A Los Angeles County Superior Court jury is to be chosen, beginning Tuesday, to decide whether Weller, who learned to drive on a Ford Model T, committed a crime or just played an unfortunate role in a tragedy.

He is charged with 10 counts of manslaughter. If convicted, Weller, 89, would become one of the oldest of the 161,000 inmates in the California prison system. (The oldest is 93, according to the Department of Corrections and Rehabilitation.)

Jurors must draw the sort of fine distinctions between carelessness and recklessness that have bedeviled such panels for centuries. But they probably will do so without hearing from Weller, who has refused to testify in civil lawsuits filed by the injured and survivors of the deceased, citing his 5th Amendment right not to incriminate himself.

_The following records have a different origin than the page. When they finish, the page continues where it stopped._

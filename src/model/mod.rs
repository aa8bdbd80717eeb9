//! Record and value types shared by the untyped and typed layers.

mod early_bound;
mod entity;
mod value;

pub use early_bound::EarlyBound;
pub(crate) use early_bound::new_entity;
pub use entity::{
    AttributeCollection, Entity, EntityCollection, EntityRole, RelatedEntities, Relationship,
};
pub use value::{AliasedValue, EntityReference, OptionSetValue, Value};
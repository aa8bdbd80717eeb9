//! The contract generated entity types fulfil.

use uuid::Uuid;

use super::entity::Entity;
use crate::metadata::EntityDescriptor;

/// A strongly-typed entity: a thin wrapper over an untyped [`Entity`] whose
/// attribute getters proxy into the attribute bag.
///
/// Implementors also expose `const` member tokens
/// ([`Attribute`](crate::typed::Attribute),
/// [`Navigation`](crate::typed::Navigation)) used to build typed queries.
pub trait EarlyBound: Sized {
    /// The platform logical name of this entity type.
    const LOGICAL_NAME: &'static str;

    /// Schema metadata for this type.
    fn descriptor() -> EntityDescriptor;

    /// Wrap an untyped record.
    fn from_entity(entity: Entity) -> Self;

    fn entity(&self) -> &Entity;

    fn entity_mut(&mut self) -> &mut Entity;

    fn into_entity(self) -> Entity;

    fn id(&self) -> Uuid {
        self.entity().id
    }
}

/// Factory for a blank record of `T`, as stored in the schema registry.
pub(crate) fn new_entity<T: EarlyBound>() -> Entity {
    Entity::new(T::LOGICAL_NAME)
}
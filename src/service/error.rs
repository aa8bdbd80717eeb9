//! Execution boundary error types.

use thiserror::Error;

/// Result type for service calls.
pub type ServiceResult<T> = Result<T, ServiceError>;

/// Errors raised by an organization service implementation.
#[derive(Error, Debug)]
pub enum ServiceError {
    /// The platform rejected the request.
    #[error("platform error: {message} (code: {code})")]
    Remote {
        /// Platform fault code.
        code: String,
        /// Platform fault message.
        message: String,
    },

    /// The request never reached the platform, or its reply was lost.
    #[error("transport failure: {0}")]
    Transport(String),

    /// Failed to encode the request or decode the reply.
    #[error("failed to serialize: {0}")]
    Serialize(#[from] serde_json::Error),
}

impl ServiceError {
    /// Create a remote error from a platform fault.
    pub fn remote(code: impl Into<String>, message: impl Into<String>) -> Self {
        Self::Remote {
            code: code.into(),
            message: message.into(),
        }
    }

    pub fn transport(message: impl Into<String>) -> Self {
        Self::Transport(message.into())
    }
}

That leaves what Weller said three years ago.

In the police interrogation, contained in 43 pages of transcripts obtained last week by The Times, Weller sounded contrite, bewildered -- and uncomprehending.

He lamented not taking his wife's advice. Their niece was to be married in San Diego that weekend, and he wanted to make sure that she received their written congratulations. Weller told officers he had rejected his wife's suggestion that he hand the envelope to their letter carrier.

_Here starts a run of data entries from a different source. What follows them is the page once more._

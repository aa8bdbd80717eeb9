//! The platform's untyped, string-keyed query tree.
//!
//! These are the shapes the execution boundary accepts. They serialize with
//! serde so a transport can ship them as JSON, and they render to an
//! indented text form for logging and snapshot tests:
//!
//! ```text
//! ee_test [ee_name] top 10
//!   filter and
//!     ee_name equal 'x'
//!   order ee_name ascending
//!   link A inner ee_test.ee_testid -> ee_testchild.ee_testid [*]
//! ```

mod filter;
mod link;

use std::fmt;

use serde::{Deserialize, Serialize};

pub use filter::{
    ConditionExpression, ConditionOperator, FilterExpression, LogicalOperator, OrderExpression,
    OrderType,
};
pub use link::{JoinOperator, LinkEntity};

use filter::indent;

/// Attributes to return.
#[derive(Debug, Clone, Default, PartialEq, Eq, Serialize, Deserialize)]
#[serde(default)]
pub struct ColumnSet {
    pub all_columns: bool,
    pub columns: Vec<String>,
}

impl ColumnSet {
    /// Every attribute.
    pub fn all() -> Self {
        Self {
            all_columns: true,
            columns: Vec::new(),
        }
    }

    pub fn new<I, S>(columns: I) -> Self
    where
        I: IntoIterator<Item = S>,
        S: Into<String>,
    {
        Self {
            all_columns: false,
            columns: columns.into_iter().map(Into::into).collect(),
        }
    }
}

impl fmt::Display for ColumnSet {
    fn fmt(&self, f: &mut fmt::Formatter<'_>) -> fmt::Result {
        if self.all_columns {
            f.write_str("[*]")
        } else {
            write!(f, "[{}]", self.columns.join(", "))
        }
    }
}

/// Page selection.
#[derive(Debug, Clone, Default, PartialEq, Eq, Serialize, Deserialize)]
#[serde(default)]
pub struct PagingInfo {
    pub page_number: u32,
    pub count: u32,
    pub paging_cookie: Option<String>,
    pub return_total_record_count: bool,
}

impl PagingInfo {
    pub fn new(page_number: u32, count: u32) -> Self {
        Self {
            page_number,
            count,
            ..Default::default()
        }
    }

    fn is_unset(&self) -> bool {
        *self == Self::default()
    }
}

/// A complete untyped query for one root entity.
#[derive(Debug, Clone, Default, PartialEq, Serialize, Deserialize)]
#[serde(default)]
pub struct QueryExpression {
    pub entity_name: String,
    pub column_set: ColumnSet,
    pub criteria: FilterExpression,
    pub orders: Vec<OrderExpression>,
    pub link_entities: Vec<LinkEntity>,
    pub page_info: PagingInfo,
    pub top_count: Option<u32>,
    pub distinct: bool,
}

impl QueryExpression {
    pub fn new(entity_name: impl Into<String>) -> Self {
        Self {
            entity_name: entity_name.into(),
            ..Default::default()
        }
    }

    pub fn add_order(&mut self, attribute_name: impl Into<String>, order_type: OrderType) {
        self.orders
            .push(OrderExpression::new(attribute_name, order_type));
    }

    pub fn add_link(&mut self, link: LinkEntity) {
        self.link_entities.push(link);
    }

    /// Every link in the tree, depth first.
    pub fn links(&self) -> Vec<&LinkEntity> {
        fn walk<'a>(links: &'a [LinkEntity], out: &mut Vec<&'a LinkEntity>) {
            for link in links {
                out.push(link);
                walk(&link.link_entities, out);
            }
        }

        let mut out = Vec::new();
        walk(&self.link_entities, &mut out);
        out
    }
}

impl fmt::Display for QueryExpression {
    fn fmt(&self, f: &mut fmt::Formatter<'_>) -> fmt::Result {
        let mut header = format!("{} {}", self.entity_name, self.column_set);
        if self.distinct {
            header.push_str(" distinct");
        }
        if let Some(top) = self.top_count {
            header.push_str(&format!(" top {}", top));
        }

        let mut lines = vec![header];
        if !self.page_info.is_unset() {
            let mut page = format!(
                "{}page {} count {}",
                indent(1),
                self.page_info.page_number,
                self.page_info.count
            );
            if self.page_info.return_total_record_count {
                page.push_str(" total");
            }
            lines.push(page);
        }
        self.criteria.render(&mut lines, 1);
        for order in &self.orders {
            lines.push(format!("{}{}", indent(1), order));
        }
        for link in &self.link_entities {
            link.render(&mut lines, 1);
        }

        f.write_str(&lines.join("\n"))
    }
}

"If I had listened to her and given it to Earnie and gone back in and sat down by the couch and minded my own damn business, I would have never been there...."

He seemed to marvel at what he saw as the innocent beginning of that deadly day. He mailed the letter at the post office at Arizona Avenue and 4th Street and took a wrong turn toward the farmers market.

"How do you figure that a single thing like that would be a precursor to all of the agony that I brought to people?"